А вслед за тем вышел Стрешнев из спаленного покоя к слугам, спросил перо и чернил. С немалым смущением старый слуга ответил:

— Не гневись, боярин Лукьян Степанович, в избе твоей чернил нет.

— Что за беда, — ответил Стрешнев. — Изба — не приказ, чернил-перьев в ней может и не быть. А все ж раздобудь, принеси.

Слуга сбегал до ближайшего повытья, принес и чернил и перьев. Боярин от него все сие взял и сказал:

— А теперь ступай прочь, живи, где прежде жил, и другим слугам то же самое передай.

С тем и ушел в спаленную палату, оставив при себе одного Каллистрата.

Слуги в недоумении покинули дом, не без страха гадая: за что такая немилость? А немилости не било. Не нужны были челядинцы царскому тестю, он даже и не знал, что ему с ними делать.

Лукьян Степанович подошел к столу, раскрыл молитвенник и на обратной стороне обложки начертал: «Лукьян! Помни, кем ты был!»

* * *

Евдокия Лукьяновна и Михаил Федорович любили друг друга всю жизнь.

Они прожили вместе двадцать лет, имели десять детей — семь дочерей и трех сыновей. Из мальчиков дожил до совершеннолетия только один — Алексей — будущий русский царь, а из девочек — трое.

Михаил Федорович и Евдокия Лукьяновна умерли друг за другом — в июле и августе 1645 года. Жена пережила мужа всего на три недели и ушла в иной мир, так и не успев сыграть ни одной свадьбы детям.

Волею судьбы продолжателем рода Романовых стал их сын — Алексей Михайлович. Ко времени смерти родителей ему шел семнадцатый год.

Новелла 2

Алексей Михайлович, Милославские и Нарышкины

Алексей был третьим ребенком в семье и первым из сыновей. Он родился 19 марта 1629 года и рос крепким, здоровым мальчиком. Научившись чтению, письму, счету, началам богословия и церковной истории, Алексей стал знакомиться с географией, историей России и своей династии, а также и с началами ратного строя.

К двенадцати годам у царевича уже была и маленькая библиотека.

С пяти лет его дядькой — воспитателем — стал ближний боярин Борис Иванович Морозов — сорокачетырехлетний царедворец, сосредоточивший в своих руках многие нити государственного управления. Морозов был просвещенным человеком, не чурался общения с европейцами и даже наряжал своего воспитанника в немецкое платье.

После того как умерли отец и мать Алексея, шестнадцатилетний царь доверился своему дядьке, который сразу же возглавил руководство четырьмя важнейшими приказами.

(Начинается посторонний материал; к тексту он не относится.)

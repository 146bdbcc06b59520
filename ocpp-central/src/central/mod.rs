//! Central system engine
//!
//! - `handlers`: inbound CALL handler registration and stock replies
//! - `dispatcher`: CALL in, CALLRESULT/CALLERROR out
//! - `coordinator`: outbound CALLs and reply correlation
//! - `transport`: frame delivery seam and in-process channel transport
//! - `audit`: envelope audit sinks
//! - `system`: the facade wiring it all together

pub mod audit;
pub mod coordinator;
pub mod dispatcher;
pub mod handlers;
pub mod system;
pub mod transport;

pub use audit::{AuditError, AuditRecord, AuditSink, Direction, Exchange, MemoryAudit, NullAudit, TracingAudit};
pub use coordinator::{CallReply, Coordinator, IdSource, IssueOutcome, OutboundError, Resolution};
pub use dispatcher::Dispatcher;
pub use handlers::{CallContext, Handler, HandlerError, HandlerFuture, HandlerRegistry};
pub use system::{CentralSystem, CentralSystemBuilder, Disposition};
pub use transport::{ChannelTransport, Outbox, Transport, TransportError};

Через два года после восшествия на престол Алексей Михайлович решил жениться и, действуя, как и его отец, велел привезти в Москву самых красивых девушек. Их привезли более двухсот, и жених выбрал дочь знатного, но бедного дворянина Евфимию Всеволожскую. Как только имя невесты было оглашено, сильно переволновавшаяся девушка потеряла сознание и упала.

Ее родных тут же обвинили в том, что они скрыли болезнь Евфимии — падучую и сослали на Север вместе с больной невестой.

Наконец через год свадьба Алексея Михайловича все-таки состоялась. Его выбор пал на дочь мелкопоместного дворянина Ильи Даниловича Милославского — двадцатидвухлетнюю красавицу Марию. Отец невесты был настолько беден, что не мог содержать своих дочерей у себя дома, поэтому Мария жила в услужении у дьяка Посольского приказа Ивана Грамотина, а ее сестры зарабатывали на жизнь тем, что летом и осенью собирали в лесу грибы, и потом продавали их на базаре, покупая на вырученные деньги хлеб и квас.

Алексей Михайлович оказался в доме Грамотина благодаря стараниям Морозова. Мария Милославская попала царю на глаза тоже не случайно: Морозов решил сосватать за нее своего воспитанника, поскольку сам влюбился в сестру Марии — Анну.